The certificates of occupancy designated the single-family ranch-style house as a two-family house, prosecutor Richard Kennison Moran said.

Goldman, who has 12 children, obtained an undisclosed amount of financial support from the state for the two day-care centers there, county officials said.

Mayor Demeza Delhomme tried unsuccessfully to hold a special Board of Trustee meeting Thursday to discuss Booker's arrest. When no one else on the board showed up, he said he would bring the matter up at the next regular board meeting.

Reached separately, Deputy Mayor Emilia White declined immediate comment on the matter, while Trustees Vilair Fonvil, Sherry McGill and Asher Grossman could not be reached for comment.

The board could suspend Booker - who went back to work Thursday after his arraignment - while the criminal charges are pending.

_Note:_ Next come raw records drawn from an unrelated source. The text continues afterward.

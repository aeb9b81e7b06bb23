// This module implements the code cache owned by each backend. Compilers hand finished
// CompiledArtifacts to the runtime, which installs them here and receives an InstalledCode
// handle in return. The handle carries a synthetic entry address, a version counter and a
// validity flag. Invalidation removes the code from the cache and bumps the version; any
// later attempt to execute the handle fails with CiError::InvalidInstalledCode so the
// execution engine can re-resolve or recompile. Execution itself is delegated to a
// CodeExecutor supplied by the engine, since only the engine knows how to enter compiled
// frames. Installation may happen concurrently from several compiler threads, so the map
// of live code is guarded by a mutex and ids/addresses come from atomic counters.

//! Code cache and installed code handles.

use crate::core::arch::TargetDescription;
use crate::core::error::{CiError, CiResult};
use hashbrown::HashMap;
use std::fmt;
use std::sync::atomic::{AtomicBool, AtomicU64, Ordering};
use std::sync::{Arc, Mutex, OnceLock, PoisonError};

/// Disassembler for one architecture: `(code, load address) -> listing`.
pub type DisassembleFn = fn(&[u8], u64) -> String;

/// Base of the synthetic address range handed out to installed code.
const CODE_BASE_ADDRESS: u64 = 0x7f00_0000_0000;

/// Alignment of installed code entries.
const CODE_ENTRY_ALIGNMENT: u64 = 32;

/// A managed value passed to or returned from installed code.
#[derive(Debug, Clone, Copy, PartialEq)]
pub enum Value {
    Int(i32),
    Long(i64),
    Float(f32),
    Double(f64),
    /// Opaque object handle owned by the execution engine.
    Object(u64),
    Null,
    Void,
}

/// Compiled code produced by a compiler for one request.
#[derive(Debug, Clone, PartialEq, Eq)]
pub struct CompiledArtifact {
    pub name: String,
    /// Machine code.
    pub code: Vec<u8>,
    /// Frame size of the compiled method in bytes.
    pub total_frame_size: usize,
    /// Id of the compilation request that produced this artifact, if any.
    pub request_id: Option<i32>,
}

impl CompiledArtifact {
    pub fn new(name: impl Into<String>, code: Vec<u8>, total_frame_size: usize) -> Self {
        Self {
            name: name.into(),
            code,
            total_frame_size,
            request_id: None,
        }
    }

    pub fn with_request_id(mut self, id: i32) -> Self {
        self.request_id = Some(id);
        self
    }
}

/// Entry into compiled frames, provided by the execution engine.
pub trait CodeExecutor: Send + Sync {
    fn execute(&self, code: &InstalledCode, args: &[Value]) -> CiResult<Value>;
}

/// Handle to code accepted into the code cache.
pub struct InstalledCode {
    id: u64,
    name: String,
    address: u64,
    version: AtomicU64,
    valid: AtomicBool,
    artifact: Arc<CompiledArtifact>,
    executor: Option<Arc<dyn CodeExecutor>>,
}

impl InstalledCode {
    pub fn id(&self) -> u64 {
        self.id
    }

    pub fn name(&self) -> &str {
        &self.name
    }

    /// Entry address, 0 once invalidated.
    pub fn address(&self) -> u64 {
        if self.is_valid() {
            self.address
        } else {
            0
        }
    }

    /// Incremented every time the code is invalidated.
    pub fn version(&self) -> u64 {
        self.version.load(Ordering::Acquire)
    }

    pub fn is_valid(&self) -> bool {
        self.valid.load(Ordering::Acquire)
    }

    pub fn artifact(&self) -> &CompiledArtifact {
        &self.artifact
    }

    pub fn code(&self) -> &[u8] {
        &self.artifact.code
    }

    fn invalidate(&self) -> bool {
        let was_valid = self.valid.swap(false, Ordering::AcqRel);
        if was_valid {
            self.version.fetch_add(1, Ordering::AcqRel);
        }
        was_valid
    }

    /// Execute the code with `args`.
    ///
    /// Fails with [`CiError::InvalidInstalledCode`] if the code was invalidated
    /// since installation. Callers are expected to re-resolve and retry.
    pub fn execute(&self, args: &[Value]) -> CiResult<Value> {
        if !self.is_valid() {
            return Err(CiError::InvalidInstalledCode {
                name: self.name.clone(),
            });
        }
        let executor = self.executor.as_ref().ok_or_else(|| CiError::NotExecutable {
            name: self.name.clone(),
        })?;
        executor.execute(self, args)
    }
}

impl fmt::Debug for InstalledCode {
    fn fmt(&self, f: &mut fmt::Formatter<'_>) -> fmt::Result {
        f.debug_struct("InstalledCode")
            .field("id", &self.id)
            .field("name", &self.name)
            .field("address", &format_args!("{:#x}", self.address))
            .field("version", &self.version())
            .field("valid", &self.is_valid())
            .finish()
    }
}

/// Installed code of one backend.
pub struct CodeCache {
    target: TargetDescription,
    disassembler: Option<DisassembleFn>,
    executor: OnceLock<Arc<dyn CodeExecutor>>,
    installed: Mutex<HashMap<u64, Arc<InstalledCode>>>,
    next_id: AtomicU64,
    next_address: AtomicU64,
}

impl CodeCache {
    pub fn new(target: TargetDescription, disassembler: Option<DisassembleFn>) -> Self {
        Self {
            target,
            disassembler,
            executor: OnceLock::new(),
            installed: Mutex::new(HashMap::new()),
            next_id: AtomicU64::new(1),
            next_address: AtomicU64::new(CODE_BASE_ADDRESS),
        }
    }

    pub fn target(&self) -> &TargetDescription {
        &self.target
    }

    /// Attach the execution engine's executor. Only the first call has an effect.
    pub fn attach_executor(&self, executor: Arc<dyn CodeExecutor>) -> bool {
        self.executor.set(executor).is_ok()
    }

    /// Install `artifact` and return its handle.
    pub fn add_code(&self, artifact: CompiledArtifact) -> Arc<InstalledCode> {
        let id = self.next_id.fetch_add(1, Ordering::Relaxed);
        let span = (artifact.code.len() as u64).max(1).div_ceil(CODE_ENTRY_ALIGNMENT) * CODE_ENTRY_ALIGNMENT;
        let address = self.next_address.fetch_add(span, Ordering::Relaxed);

        let installed = Arc::new(InstalledCode {
            id,
            name: artifact.name.clone(),
            address,
            version: AtomicU64::new(0),
            valid: AtomicBool::new(true),
            artifact: Arc::new(artifact),
            executor: self.executor.get().cloned(),
        });

        log::debug!(
            "installed '{}' ({} bytes) at {:#x} as id {}",
            installed.name,
            installed.code().len(),
            address,
            id
        );
        self.lock_installed().insert(id, installed.clone());
        installed
    }

    /// Invalidate installed code. Returns `false` if it was already invalid.
    pub fn invalidate(&self, code: &InstalledCode) -> bool {
        self.lock_installed().remove(&code.id);
        let invalidated = code.invalidate();
        if invalidated {
            log::debug!("invalidated '{}' (id {})", code.name, code.id);
        }
        invalidated
    }

    /// Look up live code by id.
    pub fn lookup(&self, id: u64) -> Option<Arc<InstalledCode>> {
        self.lock_installed().get(&id).cloned()
    }

    /// Number of live installed code blobs.
    pub fn installed_count(&self) -> usize {
        self.lock_installed().len()
    }

    /// Disassembly of installed code, if this architecture has a disassembler.
    pub fn disassemble(&self, code: &InstalledCode) -> Option<String> {
        let disassemble = self.disassembler?;
        Some(disassemble(code.code(), code.address))
    }

    fn lock_installed(&self) -> std::sync::MutexGuard<'_, HashMap<u64, Arc<InstalledCode>>> {
        self.installed.lock().unwrap_or_else(PoisonError::into_inner)
    }
}

#[cfg(test)]
mod tests {
    use super::*;
    use crate::x64::registers::amd64;

    struct EchoFirst;

    impl CodeExecutor for EchoFirst {
        fn execute(&self, _code: &InstalledCode, args: &[Value]) -> CiResult<Value> {
            Ok(args.first().copied().unwrap_or(Value::Void))
        }
    }

    fn cache() -> CodeCache {
        CodeCache::new(TargetDescription::new(amd64(), 16, true), None)
    }

    #[test]
    fn test_install_assigns_distinct_aligned_addresses() {
        let cache = cache();
        let a = cache.add_code(CompiledArtifact::new("a", vec![0xC3; 40], 16));
        let b = cache.add_code(CompiledArtifact::new("b", vec![0xC3], 16));
        assert_ne!(a.id(), b.id());
        assert_eq!(a.address() % CODE_ENTRY_ALIGNMENT, 0);
        assert_eq!(b.address(), a.address() + 64);
        assert_eq!(cache.installed_count(), 2);
        assert!(cache.lookup(a.id()).is_some());
    }

    #[test]
    fn test_invalidated_code_cannot_execute() {
        let cache = cache();
        assert!(cache.attach_executor(Arc::new(EchoFirst)));
        let code = cache.add_code(CompiledArtifact::new("m", vec![0xC3], 0));
        assert_eq!(code.execute(&[Value::Int(7)]).unwrap(), Value::Int(7));

        assert!(cache.invalidate(&code));
        assert!(!cache.invalidate(&code));
        assert_eq!(code.version(), 1);
        assert_eq!(code.address(), 0);
        assert!(cache.lookup(code.id()).is_none());
        assert!(matches!(
            code.execute(&[Value::Int(7)]),
            Err(CiError::InvalidInstalledCode { name }) if name == "m"
        ));
    }

    #[test]
    fn test_execute_without_executor() {
        let cache = cache();
        let code = cache.add_code(CompiledArtifact::new("m", vec![0xC3], 0));
        assert!(matches!(code.execute(&[]), Err(CiError::NotExecutable { .. })));
        assert!(cache.disassemble(&code).is_none());
    }
}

The 10 felony charges against Booker include one count of third-degree grand larceny, three counts each of first-degree  falsifying business records  four counts of issuing a false certificate, three counts of first-degree offering a false instrument and a misdemeanor official misconduct.

Booker denied the charges after being arraigned by Ramapo Town Justice David Stein and was released without bail pending a court appearance Feb. 4. Moran said the investigation was continuing.

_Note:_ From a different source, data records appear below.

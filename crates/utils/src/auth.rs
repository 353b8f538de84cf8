use std::{fmt::Display, str::FromStr};

use tracing::{debug, info, warn};

use crate::LoginCredentials;

/// Result type for authentication operations.
pub type AuthResult<T> = Result<T, AuthError>;

/// Errors that can occur during authentication.
///
/// The display text is what the client gets to see, so it never says
/// which of the two fields was wrong.
#[derive(Debug, Clone, PartialEq, Eq)]
pub enum AuthError {
    /// The mechanism is neither `LOGIN` nor `PLAIN`.
    UnsupportedMechanism,
    /// The provided credentials are invalid.
    InvalidCredentials,
}

impl Display for AuthError {
    fn fmt(&self, f: &mut std::fmt::Formatter<'_>) -> std::fmt::Result {
        match self {
            AuthError::UnsupportedMechanism => write!(f, "Unsupported authentication mechanism"),
            AuthError::InvalidCredentials => write!(f, "Invalid credentials"),
        }
    }
}

impl std::error::Error for AuthError {}

/// SASL mechanism named in an `AUTH` command.
#[derive(Debug, Clone, PartialEq, Eq)]
pub enum AuthMechanism {
    Login,
    Plain,
    Other(String),
}

impl AuthMechanism {
    pub fn as_str(&self) -> &str {
        match self {
            AuthMechanism::Login => "LOGIN",
            AuthMechanism::Plain => "PLAIN",
            AuthMechanism::Other(name) => name,
        }
    }
}

impl FromStr for AuthMechanism {
    type Err = std::convert::Infallible;

    fn from_str(s: &str) -> Result<Self, Self::Err> {
        Ok(match s.to_ascii_uppercase().as_str() {
            "LOGIN" => AuthMechanism::Login,
            "PLAIN" => AuthMechanism::Plain,
            other => AuthMechanism::Other(other.to_string()),
        })
    }
}

impl Display for AuthMechanism {
    fn fmt(&self, f: &mut std::fmt::Formatter<'_>) -> std::fmt::Result {
        write!(f, "{}", self.as_str())
    }
}

/// Username and password supplied by a client for one `AUTH` attempt.
#[derive(Debug, Clone, PartialEq, Eq)]
pub struct AuthCredential {
    pub username: String,
    pub password: String,
}

impl AuthCredential {
    pub fn new(username: impl Into<String>, password: impl Into<String>) -> Self {
        Self {
            username: username.into(),
            password: password.into(),
        }
    }
}

/// Outcome of an authentication attempt as seen by the protocol engine.
///
/// A failure with `handled == false` tells the engine to answer with its
/// own generic reply instead of `message`.
#[derive(Debug, Clone, PartialEq, Eq)]
pub struct AuthOutcome {
    pub success: bool,
    pub message: Option<String>,
    pub handled: bool,
}

impl From<AuthResult<()>> for AuthOutcome {
    fn from(result: AuthResult<()>) -> Self {
        match result {
            Ok(()) => Self {
                success: true,
                message: None,
                handled: true,
            },
            Err(error) => Self {
                success: false,
                message: Some(error.to_string()),
                handled: false,
            },
        }
    }
}

/// Trait for authentication engines plugged into the SMTP session.
pub trait AuthEngine: Send + Sync {
    /// Checks `credential` for the given mechanism.
    fn authenticate(&self, mechanism: &AuthMechanism, credential: &AuthCredential) -> AuthOutcome;

    /// Whether sessions must authenticate before `MAIL FROM`.
    fn auth_required(&self) -> bool;
}

/// Authentication engine holding the single proxy identity.
///
/// Without an identity no session needs to authenticate, and any attempt
/// that is made anyway fails.
#[derive(Debug, Clone, Default)]
pub struct SingleIdentityAuthEngine {
    identity: Option<LoginCredentials>,
}

impl SingleIdentityAuthEngine {
    pub fn new(identity: Option<LoginCredentials>) -> Self {
        if identity.is_none() {
            warn!("Proxy credentials not set, clients can relay without authentication");
        }
        Self { identity }
    }

    fn verify(&self, mechanism: &AuthMechanism, credential: &AuthCredential) -> AuthResult<()> {
        if matches!(mechanism, AuthMechanism::Other(_)) {
            warn!(mechanism = %mechanism, "Unsupported authentication mechanism");
            return Err(AuthError::UnsupportedMechanism);
        }

        let expected = self.identity.as_ref();
        info!(
            username = %credential.username,
            valid_username = expected.map(|identity| identity.username.as_str()).unwrap_or_default(),
            "Attempting to authenticate user"
        );

        let username_ok = expected.is_some_and(|identity| identity.username == credential.username);
        let password_ok = expected.is_some_and(|identity| identity.password == credential.password);
        if username_ok && password_ok {
            info!(username = %credential.username, "Authentication successful");
            return Ok(());
        }

        if !username_ok {
            debug!(username = %credential.username, "Invalid username");
        }
        if !password_ok {
            debug!(username = %credential.username, "Invalid password");
        }
        warn!(username = %credential.username, "Authentication failed");
        Err(AuthError::InvalidCredentials)
    }
}

impl AuthEngine for SingleIdentityAuthEngine {
    fn authenticate(&self, mechanism: &AuthMechanism, credential: &AuthCredential) -> AuthOutcome {
        self.verify(mechanism, credential).into()
    }

    fn auth_required(&self) -> bool {
        self.identity.is_some()
    }
}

Booker, 54, has worked for the village about 20 years and has been the village's chief building inspector for more than a decade, referred comment  to his lawyer, John Sarcone, who also represents the village's police civil service union and other employees.

"Mr Booker has committed no crime," Sarcone said. "Sufficient evidence will be provided with hopes the district attorney will decide to dismiss the charges. If not, they have the burden of proof to prove their charges."

The state day-care money paid to Goldman was distributed through the county's social services department, officials said. The state Office of Children and Family Services approved two day-care centers at what was characterized as a two-family house but never bothered to inspect the property, officials said.

The Rockland County Department of Social Services uncovered the duplicate and contradictory certificates of occupancy and informed the District Attorney's Office, leading to Thursday's arrests, said county spokesman Scott Salatto, who works in County Executive Ed Day's office.

"Despite the excellent work in uncovering the fact that 9 Zeissner Lane is actually a single-family home and not a two-family home, the New York State Office of Children and Family Services continues to license two day-cares at the location, despite having the info uncovered by DSS," Salotto said.

Goldman, 48, allegedly misrepresented how much money he made off day care when filing for the tax exemptions, leading to him being charged with third-degree grand larceny and three counts of offering a false instrument for filing, Moran said.

Stein also released Goldman without bail, pending an appearance on Feb. 18.

His lawyer, Kenneth Gribetz, argued that Goldman received approvals for the day-care facility, a synagogue and three years of tax exemptions, so at worse "this is a zoning violation case."

"I think it's outlandish, this form of prosecution," Gribetz said. "If there are zoning violations it should be treated as such, not as criminal allegations of grand larceny and other felonies."

Delhomme has been critical of the village building department's management, as the state has issued a report critical of the lack of inspections of housing, schools and other buildings. Many buildings haven't been inspected in a decade by the understaffed department.

Delhomme suspended Booker on Dec. 29, 2014, from his $63,000-a-year job for ignoring his order to send checks mailed to the building department to the finance office. The suspension lasted seven months before a court found that the mayor acted improperly.

Delhomme first tried to demote Booker in February 2014, but the Rockland County's personnel commissioner advised against Delhomme's decision, finding his action violated civil service law.

Their feud continues as Booker has asked State Supreme Court Judge Gerald Loehr to hold Delhomme in contempt of a court order that allowed Booker to return to work after an illegal suspension. Delhomme testified that he's cooperating with the court order.

Delhomme also has been accused of ordering a code enforcement officer to issue a permit allow a yeshiva to open before the building had been properly inspected. Delhomme denied charge, saying he just told the inspector to take care of the developer.


----------